FRIDAY, May 4 (HealthDay News) -- Breast cancer in men is much less common than it is in women, but it may be more deadly, new research suggests.
"Men with breast cancer don't do as well as women with breast cancer, and there are opportunities to improve that," said study author Dr. Jon Greif, a breast surgeon in San Francisco. "They were less likely to get the standard treatments that women get."
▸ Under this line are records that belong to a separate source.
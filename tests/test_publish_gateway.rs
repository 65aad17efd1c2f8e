//! Publish gateway tests
//!
//! Observable behavior only: what reaches the transport, and which errors the
//! caller sees.

use broker_session::error::SessionError;
use broker_session::publish::{EncodingError, Frame, ImageFormat, PixelLayout, PublishGateway};
use broker_session::testing::MockTransport;
use broker_session::transport::QoS;
use bytes::Bytes;
use std::sync::Arc;

fn gateway(transport: &Arc<MockTransport>, format: ImageFormat) -> PublishGateway<MockTransport> {
    PublishGateway::new(transport.clone(), QoS::AtLeastOnce, format)
}

fn checkerboard(width: u32, height: u32) -> Frame {
    let data: Vec<u8> = (0..width * height)
        .flat_map(|i| {
            let v = if (i / width + i % width) % 2 == 0 { 0u8 } else { 255 };
            [v, v / 2, 255 - v]
        })
        .collect();
    Frame::new(width, height, PixelLayout::Rgb8, data)
}

#[tokio::test]
async fn test_publish_text_sends_payload_unretained() {
    let transport = Arc::new(MockTransport::new());
    let token = gateway(&transport, ImageFormat::default())
        .publish_text("sensors/temp", "21.5")
        .await
        .unwrap();

    let published = transport.published_messages();
    assert_eq!(published.len(), 1);
    assert_eq!(published[0].topic, "sensors/temp");
    assert_eq!(published[0].payload, Bytes::from_static(b"21.5"));
    assert_eq!(published[0].qos, QoS::AtLeastOnce);
    assert!(!published[0].retain);

    assert_eq!(token.topic(), "sensors/temp");
    assert!(token.is_done());
}

#[tokio::test]
async fn test_publish_text_allows_empty_payload() {
    let transport = Arc::new(MockTransport::new());
    gateway(&transport, ImageFormat::default())
        .publish_text("status/heartbeat", Bytes::new())
        .await
        .unwrap();

    assert!(transport.published_messages()[0].payload.is_empty());
}

#[tokio::test]
async fn test_publish_rejects_empty_and_wildcard_topics() {
    let transport = Arc::new(MockTransport::new());
    let gateway = gateway(&transport, ImageFormat::default());

    for topic in ["", "sensors/+", "sensors/#"] {
        let result = gateway.publish_text(topic, "x").await;
        assert!(
            matches!(result, Err(SessionError::InvalidTopic { .. })),
            "expected '{topic}' to be rejected"
        );
    }
    assert!(transport.published_messages().is_empty());
}

#[tokio::test]
async fn test_publish_image_empty_frame_never_reaches_transport() {
    let transport = Arc::new(MockTransport::new());
    let empty = Frame::new(0, 0, PixelLayout::Rgb8, Vec::new());

    let result = gateway(&transport, ImageFormat::default())
        .publish_image("frames/raw", &empty)
        .await;

    assert!(matches!(
        result,
        Err(SessionError::Encoding(EncodingError::EmptyFrame))
    ));
    assert!(transport.published_messages().is_empty());
}

#[tokio::test]
async fn test_publish_image_malformed_buffer_never_reaches_transport() {
    let transport = Arc::new(MockTransport::new());
    let truncated = Frame::new(4, 4, PixelLayout::Rgb8, vec![0; 10]);

    let result = gateway(&transport, ImageFormat::Png)
        .publish_image("frames/raw", &truncated)
        .await;

    assert!(matches!(
        result,
        Err(SessionError::Encoding(EncodingError::BufferSizeMismatch {
            expected: 48,
            actual: 10
        }))
    ));
    assert!(transport.published_messages().is_empty());
}

#[tokio::test]
async fn test_publish_image_as_jpeg() {
    let transport = Arc::new(MockTransport::new());
    gateway(&transport, ImageFormat::Jpeg { quality: 80 })
        .publish_image("frames/jpeg", &checkerboard(16, 8))
        .await
        .unwrap();

    let published = transport.published_messages();
    assert_eq!(published[0].topic, "frames/jpeg");
    assert!(published[0].payload.starts_with(&[0xFF, 0xD8]));
}

#[tokio::test]
async fn test_publish_image_as_png() {
    let transport = Arc::new(MockTransport::new());
    gateway(&transport, ImageFormat::Png)
        .publish_image("frames/png", &checkerboard(8, 8))
        .await
        .unwrap();

    let published = transport.published_messages();
    assert!(published[0].payload.starts_with(&[0x89, b'P', b'N', b'G']));
}

#[tokio::test]
async fn test_publish_while_disconnected_fails_fast() {
    let transport = Arc::new(MockTransport::disconnected());
    let result = gateway(&transport, ImageFormat::default())
        .publish_text("sensors/temp", "21.5")
        .await;

    assert!(matches!(result, Err(SessionError::Publish(_))));
    assert!(transport.published_messages().is_empty());
}

#[tokio::test]
async fn test_token_tracks_pending_delivery() {
    let transport = Arc::new(MockTransport::with_pending_deliveries());
    let token = gateway(&transport, ImageFormat::default())
        .publish_text("sensors/temp", "21.5")
        .await
        .unwrap();

    assert!(!token.is_done());
    assert!(!token.wait(std::time::Duration::from_millis(30)).await);

    let tracked = transport.delivery_tokens();
    broker_session::ActionListener::on_success(
        tracked[0].tracker().as_ref(),
        &broker_session::ActionResult::untracked(),
    );
    assert!(token.is_done());
}

#[tokio::test]
async fn test_transport_refusal_surfaces_as_publish_error() {
    let transport = Arc::new(MockTransport::with_publish_failure());
    let result = gateway(&transport, ImageFormat::Png)
        .publish_image("frames/png", &checkerboard(4, 4))
        .await;

    assert!(matches!(result, Err(SessionError::Publish(_))));
    assert!(transport.published_messages().is_empty());
}

#[tokio::test]
async fn test_publish_follows_link_state() {
    let transport = Arc::new(MockTransport::new());
    let gateway = gateway(&transport, ImageFormat::default());

    transport.set_connected(false);
    let result = gateway.publish_text("sensors/temp", "21.5").await;
    assert!(matches!(result, Err(SessionError::Publish(_))));

    transport.set_connected(true);
    let token = gateway.publish_text("sensors/temp", "21.6").await.unwrap();
    assert!(token.is_done());
    assert_eq!(transport.published_messages().len(), 1);
}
Survival rates for men with breast cancer, overall, are lower than those for women, at least when it is diagnosed in the early stages, Greif found. The cancers differ in other respects too.
Greif was scheduled to present his findings Friday at the American Society of Breast Surgeons annual meeting in Phoenix.
Greif and his team warn, however, that some of the differences they found may not bear out in clinical practice.
A big limitation to the research: The database they drew from keeps track of which breast cancer patients die, but not what they died from. So it is impossible to tell if they died from their cancer or something else, he explained.
Although many men may not be aware that they can get breast cancer, nearly 2,200 new cases of male breast cancer are expected this year, according to the American Cancer Society. The society estimates 410 men will die of breast cancer in 2012 in the United States.
Greif compared about 13,000 men with breast cancer, identified from the National Cancer Data Base, to more than 1.4 million women with breast cancer. The data covered 1998 to 2007.
The investigators evaluated cancer characteristics and survival rates, taking into account age, ethnicity and other factors.
Men with breast cancer were more likely to be black than women with breast cancer (11.7 percent versus 9.9 percent) and less likely to be Hispanic (3.6 percent versus 4.5 percent), the researchers found.